**Input data:**
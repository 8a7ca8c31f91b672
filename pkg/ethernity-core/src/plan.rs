/*
 * ethernity: durable paper backups of arbitrary files
 * Copyright (C) 2026 Ethernity contributors
 *
 * This program is free software: you can redistribute it and/or modify
 * it under the terms of the GNU General Public License as published by
 * the Free Software Foundation, either version 3 of the License, or
 * (at your option) any later version.
 *
 * This program is distributed in the hope that it will be useful,
 * but WITHOUT ANY WARRANTY; without even the implied warranty of
 * MERCHANTABILITY or FITNESS FOR A PARTICULAR PURPOSE.  See the
 * GNU General Public License for more details.
 *
 * You should have received a copy of the GNU General Public License
 * along with this program.  If not, see <https://www.gnu.org/licenses/>.
 */

//! Caller-supplied backup policy (spec §3/§9). Replaces the source's
//! untyped configuration dict with a sum-typed struct validated once at the
//! API boundary, before any cryptography happens.

use crate::error::Error;

/// A Shamir `(threshold, shares)` pair, `1 ≤ threshold ≤ shares ≤ 255`.
#[derive(Clone, Copy, Debug, PartialEq, Eq)]
pub struct Sharding {
    pub threshold: u8,
    pub shares: u8,
}

impl Sharding {
    pub fn new(threshold: u8, shares: u8) -> Result<Self, Error> {
        if threshold == 0 || shares == 0 || threshold > shares {
            return Err(Error::InvalidInput(format!(
                "sharding requires 1 <= threshold <= shares, got threshold={threshold} shares={shares}"
            )));
        }
        Ok(Sharding { threshold, shares })
    }
}

#[derive(Clone, Copy, Debug, PartialEq, Eq)]
pub enum SigningSeedMode {
    /// The signing seed is stored directly in the manifest.
    Embedded,
    /// The signing seed is itself split into shard payloads.
    Sharded,
}

#[derive(Clone, Copy, Debug, PartialEq, Eq)]
pub struct DocumentPlan {
    pub sealed: bool,
    pub sharding: Option<Sharding>,
    pub signing_seed_mode: SigningSeedMode,
    pub signing_seed_sharding: Option<Sharding>,
}

impl DocumentPlan {
    /// Validates the invariants from spec §3:
    /// - `sealed` implies `signing_seed_mode == Embedded` and no signing-seed shard.
    /// - `signing_seed_mode == Sharded` implies passphrase sharding is enabled.
    pub fn validate(&self) -> Result<(), Error> {
        if self.sealed {
            if self.signing_seed_mode != SigningSeedMode::Embedded {
                return Err(Error::InvalidInput(
                    "a sealed plan must use Embedded signing_seed_mode".into(),
                ));
            }
            if self.signing_seed_sharding.is_some() {
                return Err(Error::InvalidInput(
                    "a sealed plan must not shard a signing seed".into(),
                ));
            }
        }
        if self.signing_seed_mode == SigningSeedMode::Sharded {
            if self.sharding.is_none() {
                return Err(Error::InvalidInput(
                    "Sharded signing_seed_mode requires passphrase sharding to be enabled".into(),
                ));
            }
            if self.signing_seed_sharding.is_none() {
                return Err(Error::InvalidInput(
                    "Sharded signing_seed_mode requires signing_seed_sharding to be set".into(),
                ));
            }
        }
        Ok(())
    }
}

#[cfg(test)]
mod test {
    use super::*;

    #[test]
    fn sealed_with_sharded_seed_rejected() {
        let plan = DocumentPlan {
            sealed: true,
            sharding: Some(Sharding::new(2, 3).unwrap()),
            signing_seed_mode: SigningSeedMode::Sharded,
            signing_seed_sharding: Some(Sharding::new(2, 3).unwrap()),
        };
        assert!(plan.validate().is_err());
    }

    #[test]
    fn sharded_seed_without_passphrase_sharding_rejected() {
        let plan = DocumentPlan {
            sealed: false,
            sharding: None,
            signing_seed_mode: SigningSeedMode::Sharded,
            signing_seed_sharding: Some(Sharding::new(2, 3).unwrap()),
        };
        assert!(plan.validate().is_err());
    }

    #[test]
    fn unsealed_embedded_no_sharding_is_valid() {
        let plan = DocumentPlan {
            sealed: false,
            sharding: None,
            signing_seed_mode: SigningSeedMode::Embedded,
            signing_seed_sharding: None,
        };
        assert!(plan.validate().is_ok());
    }

    #[test]
    fn invalid_threshold_rejected() {
        assert!(Sharding::new(0, 3).is_err());
        assert!(Sharding::new(4, 3).is_err());
        assert!(Sharding::new(1, 1).is_ok());
    }
}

**Work required:** Print exactly the lines of the listing above starting at the line containing "implied warranty of" and ending at the line containing "pub fn new(threshold: u8, shares: u8)", both included.

**Solution to this problem:**
 * but WITHOUT ANY WARRANTY; without even the implied warranty of
 * MERCHANTABILITY or FITNESS FOR A PARTICULAR PURPOSE.  See the
 * GNU General Public License for more details.
 *
 * You should have received a copy of the GNU General Public License
 * along with this program.  If not, see <https://www.gnu.org/licenses/>.
 */

//! Caller-supplied backup policy (spec §3/§9). Replaces the source's
//! untyped configuration dict with a sum-typed struct validated once at the
//! API boundary, before any cryptography happens.

use crate::error::Error;

/// A Shamir `(threshold, shares)` pair, `1 ≤ threshold ≤ shares ≤ 255`.
#[derive(Clone, Copy, Debug, PartialEq, Eq)]
pub struct Sharding {
    pub threshold: u8,
    pub shares: u8,
}

impl Sharding {
    pub fn new(threshold: u8, shares: u8) -> Result<Self, Error> {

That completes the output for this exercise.